Dahua IP Camera Vulnerability Could Let Attackers Take Full Control Over Devices
Details have been shared about a security vulnerability in Dahua's Open Network Video Interface Forum (ONVIF) standard implementation, which, when exploited, can lead to seizing control of IP cameras.
Tracked as CVE-2022-30563 (CVSS score: 7.4), the "vulnerability could be abused by attackers to compromise network cameras by sniffing a previous unencrypted ONVIF interaction and replaying the credentials in a new request towards the camera," Nozomi Networks said in a Thursday report.
The issue, which was addressed in a patch released on June 28, 2022, impacts the following products -
- Dahua ASI7XXX: Versions prior to v1.000.0000009.0.R.220620
- Dahua IPC-HDBW2XXX: Versions prior to v2.820.0000000.48.R.220614
- Dahua IPC-HX2XXX: Versions prior to v2.820.0000000.48.R.220614
ONVIF governs the development and use of an open standard for how IP-based physical security products such as video surveillance cameras and access control systems can communicate with one another in a vendor-agnostic manner.

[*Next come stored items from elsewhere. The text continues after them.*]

//! Integration tests for the value indexes and the iterator protocol.

use glaive::index::{
    IdSet, IndexIterator, IntersectIterator, ListIterator, UnionIterator, ValueIndex, ValueKind,
    collect_ids,
};
use glaive::prelude::*;

#[test]
fn test_value_index_lookup() -> Result<()> {
    let mut index = ValueIndex::new(ValueKind::Text);
    for (token, id) in [("a", 1), ("b", 2), ("a", 3)] {
        index.index(token.as_bytes(), id)?;
    }

    assert_eq!(collect_ids(index.ids(b"a").as_mut()), vec![1, 3]);
    assert_eq!(collect_ids(index.ids(b"b").as_mut()), vec![2]);
    assert!(collect_ids(index.ids(b"c").as_mut()).is_empty());
    Ok(())
}

#[test]
fn test_rehash_keeps_every_posting() -> Result<()> {
    let mut set: IdSet<NodeId> = IdSet::with_capacity(2, 0.75);
    for i in 0..1000u64 {
        set.insert(format!("key-{}", i % 300).as_bytes(), i)?;
    }
    assert!(set.rehashes() >= 2);
    assert_eq!(set.len(), 300);
    set.verify()?;

    for k in 0..300u64 {
        let slot = set.lookup(format!("key-{k}").as_bytes()).expect("key was inserted");
        let expected: Vec<NodeId> = (0..1000u64).filter(|i| i % 300 == k).collect();
        assert_eq!(set.postings(slot), expected.as_slice());
    }
    Ok(())
}

#[test]
fn test_document_indexes_are_built_in_document_order() -> Result<()> {
    let mut builder = DataBuilder::new(IndexConfig::default());
    builder.open_element("list")?;
    for value in ["red", "green", "red", "blue", "red"] {
        builder.open_element("color")?;
        builder.attribute("name", value)?;
        builder.text(value)?;
        builder.close_element()?;
    }
    builder.close_element()?;
    let data = builder.finish()?;

    let text = data.text_index().expect("text index is configured");
    let ids = collect_ids(text.ids(b"red").as_mut());
    assert_eq!(ids.len(), 3);
    assert!(ids.windows(2).all(|pair| pair[0] < pair[1]));
    for id in ids {
        assert_eq!(data.string_value(id), "red");
    }

    let attributes = data.attribute_index().expect("attribute index is configured");
    assert_eq!(attributes.count(b"green"), 1);
    assert_eq!(attributes.count(b"purple"), 0);
    Ok(())
}

#[test]
fn test_merged_iterators() {
    let a = [1, 5, 9, 12];
    let b = [2, 5, 12, 40];
    let union: Vec<Box<dyn IndexIterator + '_>> =
        vec![Box::new(ListIterator::new(&a)), Box::new(ListIterator::new(&b))];
    assert_eq!(
        collect_ids(&mut UnionIterator::new(union)),
        vec![1, 2, 5, 9, 12, 40]
    );

    let intersection: Vec<Box<dyn IndexIterator + '_>> =
        vec![Box::new(ListIterator::new(&a)), Box::new(ListIterator::new(&b))];
    assert_eq!(
        collect_ids(&mut IntersectIterator::new(intersection)),
        vec![5, 12]
    );
}

#[test]
fn test_missing_index_is_reported_as_none() -> Result<()> {
    let data = DataBuilder::new(IndexConfig::none()).finish()?;
    assert!(data.text_index().is_none());
    assert!(data.attribute_index().is_none());
    assert!(data.fulltext_index().is_none());
    assert!(data.index_stats().is_empty());
    Ok(())
}
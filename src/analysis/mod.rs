//! Text analysis for the full-text index and full-text matching.
//!
//! The pipeline is: tokenize ([`tokenizer`]), then normalize each token
//! according to the resolved match options ([`normalize`]): case folding,
//! diacritics stripping and stemming ([`stemmer`]). Wildcard query tokens are
//! compiled by [`wildcard`] instead of being stemmed.
//!
//! The index and the scan evaluator run the exact same pipeline, which is
//! what makes an index-backed plan and a scan plan return identical results
//! whenever the query options are compatible with the index options.

pub mod normalize;
pub mod stemmer;
pub mod token;
pub mod tokenizer;
pub mod wildcard;

pub use self::normalize::{CaseFold, Normalizer, fold_diacritics};
pub use self::stemmer::{IdentityStemmer, Stemmer, SuffixStemmer, stemmer_for};
pub use self::token::Token;
pub use self::tokenizer::{Tokenizer, UnicodeWordTokenizer, WhitespaceTokenizer};
pub use self::wildcard::Wildcard;
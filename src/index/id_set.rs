//! Open-addressed hash set of byte keys, each owning a postings list.
//!
//! The set keeps three parallel tables:
//!
//! - `keys`: slot -> key bytes
//! - `postings`: slot -> ordered postings appended for that key
//! - `buckets`: open-addressed probe table, hash -> slot
//!
//! Slots are dense and start at 1; slot `0` is the "not found" sentinel and is
//! never handed out, which is why [`Slot`] wraps a `NonZeroU32`. Growth
//! (rehash) reallocates the probe table and reserves the slot tables in
//! lockstep. Postings are only reachable through `&self` borrows, so the
//! borrow checker rules out holding a postings view across an insertion that
//! might grow the set.
//!
//! # Examples
//!
//! ```
//! use glaive::index::id_set::IdSet;
//!
//! let mut set: IdSet<u64> = IdSet::new();
//! let first = set.insert(b"a", 1).unwrap();
//! assert!(first.is_new());
//! set.insert(b"b", 2).unwrap();
//! set.insert(b"a", 3).unwrap();
//!
//! let slot = set.lookup(b"a").unwrap();
//! assert_eq!(set.postings(slot), &[1, 3]);
//! assert!(set.lookup(b"c").is_none());
//! ```

use std::hash::BuildHasher;
use std::num::NonZeroU32;

use ahash::RandomState;
use log::trace;

use crate::error::{GlaiveError, Result};

/// Default number of probe buckets of a fresh set.
pub const DEFAULT_CAPACITY: usize = 8;

/// Default ratio of live keys to buckets that triggers a rehash.
pub const DEFAULT_LOAD_FACTOR: f64 = 0.75;

/// Probe table marker for an unused bucket.
const EMPTY: u32 = 0;

/// Opaque handle of a key inside an [`IdSet`].
///
/// Handles are never zero. They stay valid for the lifetime of the set, but a
/// postings view obtained through a handle borrows the set and therefore
/// cannot outlive the next insertion.
#[derive(Debug, Clone, Copy, PartialEq, Eq, Hash, PartialOrd, Ord)]
pub struct Slot(NonZeroU32);

impl Slot {
    fn new(index: usize) -> Option<Self> {
        u32::try_from(index).ok().and_then(NonZeroU32::new).map(Slot)
    }

    /// Numeric value of this handle (always >= 1).
    pub fn get(self) -> u32 {
        self.0.get()
    }

    fn index(self) -> usize {
        self.0.get() as usize
    }
}

/// Outcome of [`IdSet::insert`].
#[derive(Debug, Clone, Copy, PartialEq, Eq)]
pub enum Inserted {
    /// The key was new; a slot with a single-element postings list was created.
    New(Slot),
    /// The key existed; the posting was appended to its list.
    Existing(Slot),
}

impl Inserted {
    /// Slot of the key, whether new or existing.
    pub fn slot(self) -> Slot {
        match self {
            Inserted::New(slot) | Inserted::Existing(slot) => slot,
        }
    }

    /// Whether the insertion created the key.
    pub fn is_new(self) -> bool {
        matches!(self, Inserted::New(_))
    }
}

/// Hash set of byte keys with an ordered postings list per key.
///
/// `P` is the posting type: plain node ids for value indexes, `(id, position)`
/// pairs for the full-text index.
#[derive(Debug, Clone)]
pub struct IdSet<P = u64> {
    /// Slot -> key. Index 0 is the sentinel and stays empty.
    keys: Vec<Box<[u8]>>,
    /// Slot -> postings, appended in insertion order.
    postings: Vec<Vec<P>>,
    /// Probe table; each entry is a slot number or [`EMPTY`].
    buckets: Vec<u32>,
    /// Fixed seeds keep bucket placement reproducible across runs.
    hasher: RandomState,
    max_load_factor: f64,
    rehashes: usize,
}

impl<P: Copy> Default for IdSet<P> {
    fn default() -> Self {
        Self::new()
    }
}

impl<P: Copy> IdSet<P> {
    /// Create an empty set with the default capacity and load factor.
    pub fn new() -> Self {
        Self::with_capacity(DEFAULT_CAPACITY, DEFAULT_LOAD_FACTOR)
    }

    /// Create an empty set with `capacity` buckets (rounded up to a power of
    /// two) that grows once the load factor exceeds `max_load_factor`.
    pub fn with_capacity(capacity: usize, max_load_factor: f64) -> Self {
        let capacity = capacity.max(2).next_power_of_two();
        let max_load_factor = if max_load_factor > 0.0 && max_load_factor < 1.0 {
            max_load_factor
        } else {
            DEFAULT_LOAD_FACTOR
        };

        let mut keys = Vec::with_capacity(capacity);
        keys.push(Box::default());
        let mut postings = Vec::with_capacity(capacity);
        postings.push(Vec::new());

        IdSet {
            keys,
            postings,
            buckets: vec![EMPTY; capacity],
            hasher: RandomState::with_seeds(
                0x243f_6a88_85a3_08d3,
                0x1319_8a2e_0370_7344,
                0xa409_3822_299f_31d0,
                0x082e_fa98_ec4e_6c89,
            ),
            max_load_factor,
            rehashes: 0,
        }
    }

    /// Number of distinct keys.
    pub fn len(&self) -> usize {
        self.keys.len() - 1
    }

    /// Whether the set holds no keys.
    pub fn is_empty(&self) -> bool {
        self.len() == 0
    }

    /// Number of probe buckets.
    pub fn capacity(&self) -> usize {
        self.buckets.len()
    }

    /// How many times the probe table has grown.
    pub fn rehashes(&self) -> usize {
        self.rehashes
    }

    /// Total number of postings across all keys.
    pub fn total_postings(&self) -> usize {
        self.postings.iter().map(Vec::len).sum()
    }

    /// Add `posting` under `key`.
    ///
    /// A new key gets a fresh slot holding a single-element postings list; an
    /// existing key has the posting appended. Single writer only: the `&mut`
    /// receiver keeps readers out while the set may grow. Fails only when the
    /// slot space (`u32`) is exhausted.
    pub fn insert(&mut self, key: &[u8], posting: P) -> Result<Inserted> {
        if let Some(slot) = self.lookup(key) {
            self.postings[slot.index()].push(posting);
            return Ok(Inserted::Existing(slot));
        }

        if (self.len() + 1) as f64 > self.buckets.len() as f64 * self.max_load_factor {
            self.rehash();
        }

        let index = self.keys.len();
        let slot = Slot::new(index).ok_or_else(|| {
            GlaiveError::internal(format!("id set slot space exhausted at {index} keys"))
        })?;
        self.keys.push(key.into());
        self.postings.push(vec![posting]);
        let bucket = self.free_bucket(key);
        self.buckets[bucket] = slot.get();
        Ok(Inserted::New(slot))
    }

    /// Find the slot of `key`. Never mutates.
    pub fn lookup(&self, key: &[u8]) -> Option<Slot> {
        let mask = self.buckets.len() - 1;
        let mut bucket = self.bucket_of(key);
        loop {
            match self.buckets[bucket] {
                EMPTY => return None,
                slot if *self.keys[slot as usize] == *key => return Slot::new(slot as usize),
                _ => bucket = (bucket + 1) & mask,
            }
        }
    }

    /// Postings of `slot`, in insertion order.
    pub fn postings(&self, slot: Slot) -> &[P] {
        self.postings.get(slot.index()).map(Vec::as_slice).unwrap_or(&[])
    }

    /// Number of postings of `slot`.
    pub fn count(&self, slot: Slot) -> usize {
        self.postings(slot).len()
    }

    /// Key bytes of `slot`.
    pub fn key(&self, slot: Slot) -> Option<&[u8]> {
        self.keys.get(slot.index()).map(|key| &key[..])
    }

    /// All live slots with their keys, in slot order.
    pub fn iter(&self) -> impl Iterator<Item = (Slot, &[u8])> + '_ {
        self.keys
            .iter()
            .enumerate()
            .skip(1)
            .filter_map(|(index, key)| Slot::new(index).map(|slot| (slot, &key[..])))
    }

    /// Check the structural invariants of the set.
    ///
    /// A failure means the set is corrupt and is reported as
    /// [`GlaiveError::Internal`].
    pub fn verify(&self) -> Result<()> {
        if self.keys.len() != self.postings.len() {
            return Err(GlaiveError::internal(format!(
                "key table has {} slots but postings table has {}",
                self.keys.len(),
                self.postings.len()
            )));
        }
        if !self.buckets.len().is_power_of_two() {
            return Err(GlaiveError::internal(format!(
                "probe table size {} is not a power of two",
                self.buckets.len()
            )));
        }
        let occupied = self.buckets.iter().filter(|&&b| b != EMPTY).count();
        if occupied != self.len() {
            return Err(GlaiveError::internal(format!(
                "probe table references {occupied} slots for {} keys",
                self.len()
            )));
        }
        for (slot, key) in self.iter() {
            if self.lookup(key) != Some(slot) {
                return Err(GlaiveError::internal(format!(
                    "slot {} is not reachable through its key",
                    slot.get()
                )));
            }
            if self.postings[slot.index()].is_empty() {
                return Err(GlaiveError::internal(format!(
                    "slot {} has an empty postings list",
                    slot.get()
                )));
            }
        }
        Ok(())
    }

    /// Double the probe table and re-place every live slot.
    ///
    /// Slot numbers and postings are untouched; only bucket placement
    /// changes, so no posting can be lost or duplicated.
    fn rehash(&mut self) {
        let capacity = self.buckets.len() * 2;
        trace!(
            "rehashing id set: {} keys, {} -> {} buckets",
            self.len(),
            self.buckets.len(),
            capacity
        );

        self.buckets = vec![EMPTY; capacity];
        let additional = capacity.saturating_sub(self.keys.len());
        self.keys.reserve(additional);
        self.postings.reserve(additional);

        for index in 1..self.keys.len() {
            let bucket = self.free_bucket(&self.keys[index]);
            self.buckets[bucket] = index as u32;
        }
        self.rehashes += 1;
    }

    fn bucket_of(&self, key: &[u8]) -> usize {
        (self.hasher.hash_one(key) as usize) & (self.buckets.len() - 1)
    }

    fn free_bucket(&self, key: &[u8]) -> usize {
        let mask = self.buckets.len() - 1;
        let mut bucket = self.bucket_of(key);
        while self.buckets[bucket] != EMPTY {
            bucket = (bucket + 1) & mask;
        }
        bucket
    }
}

#[cfg(test)]
mod tests {
    use super::*;

    #[test]
    fn test_insert_and_lookup() {
        let mut set: IdSet<u64> = IdSet::new();

        let a = set.insert(b"a", 1).unwrap();
        let b = set.insert(b"b", 2).unwrap();
        let again = set.insert(b"a", 3).unwrap();

        assert!(a.is_new());
        assert!(b.is_new());
        assert_eq!(again, Inserted::Existing(a.slot()));
        assert_eq!(set.len(), 2);
        assert_eq!(set.postings(a.slot()), &[1, 3]);
        assert_eq!(set.count(b.slot()), 1);
        assert_eq!(set.key(b.slot()), Some(&b"b"[..]));
        assert_eq!(set.lookup(b"c"), None);
    }

    #[test]
    fn test_slots_are_never_zero() {
        let mut set: IdSet<u64> = IdSet::new();
        let slot = set.insert(b"", 0).unwrap().slot();
        assert_eq!(slot.get(), 1);
        assert_eq!(set.lookup(b""), Some(slot));
    }

    #[test]
    fn test_rehash_preserves_postings() {
        let mut set: IdSet<u64> = IdSet::with_capacity(4, 0.75);
        for i in 0..200u64 {
            set.insert(format!("key{}", i % 50).as_bytes(), i).unwrap();
        }

        assert!(set.rehashes() >= 2);
        assert_eq!(set.len(), 50);
        assert_eq!(set.total_postings(), 200);
        for k in 0..50u64 {
            let slot = set.lookup(format!("key{k}").as_bytes()).unwrap();
            assert_eq!(set.postings(slot), &[k, k + 50, k + 100, k + 150]);
        }
        set.verify().unwrap();
    }

    #[test]
    fn test_slots_stable_across_rehash() {
        let mut set: IdSet<u64> = IdSet::with_capacity(2, 0.5);
        let first = set.insert(b"first", 7).unwrap().slot();
        for i in 0..64u64 {
            set.insert(&i.to_le_bytes(), i).unwrap();
        }
        assert_eq!(set.lookup(b"first"), Some(first));
        assert_eq!(set.postings(first), &[7]);
    }

    #[test]
    fn test_capacity_rounding_and_bad_load_factor() {
        let set: IdSet<u64> = IdSet::with_capacity(5, 3.0);
        assert_eq!(set.capacity(), 8);
        assert!(set.is_empty());
        set.verify().unwrap();
    }

    #[test]
    fn test_iter_lists_all_keys() {
        let mut set: IdSet<u64> = IdSet::new();
        set.insert(b"x", 1).unwrap();
        set.insert(b"y", 2).unwrap();
        let keys: Vec<_> = set.iter().map(|(_, key)| key.to_vec()).collect();
        assert_eq!(keys, vec![b"x".to_vec(), b"y".to_vec()]);
    }
}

The bug identified by Nozomi Networks resides in what's called the "WS-UsernameToken" authentication mechanism implemented in certain IP cameras developed by Chinese firm Dahua, allowing attackers to compromise the cameras by replaying the credentials.
In other words, successful exploitation of the flaw could permit an adversary to covertly add a malicious administrator account and exploit it to obtain unrestricted access to an affected device with the highest privileges, including watching live camera feeds.
All a threat actor needs to mount this attack is to be able to capture one unencrypted ONVIF request authenticated with the WS-UsernameToken schema, which is then used to send a forged request with the same authentication data to trick the device into creating the admin account.
This information could aid in reconnaissance conducted prior to launching a cyberattack. With more knowledge of the target environment, threat actors could craft custom attacks that can physically disrupt production processes in critical infrastructure.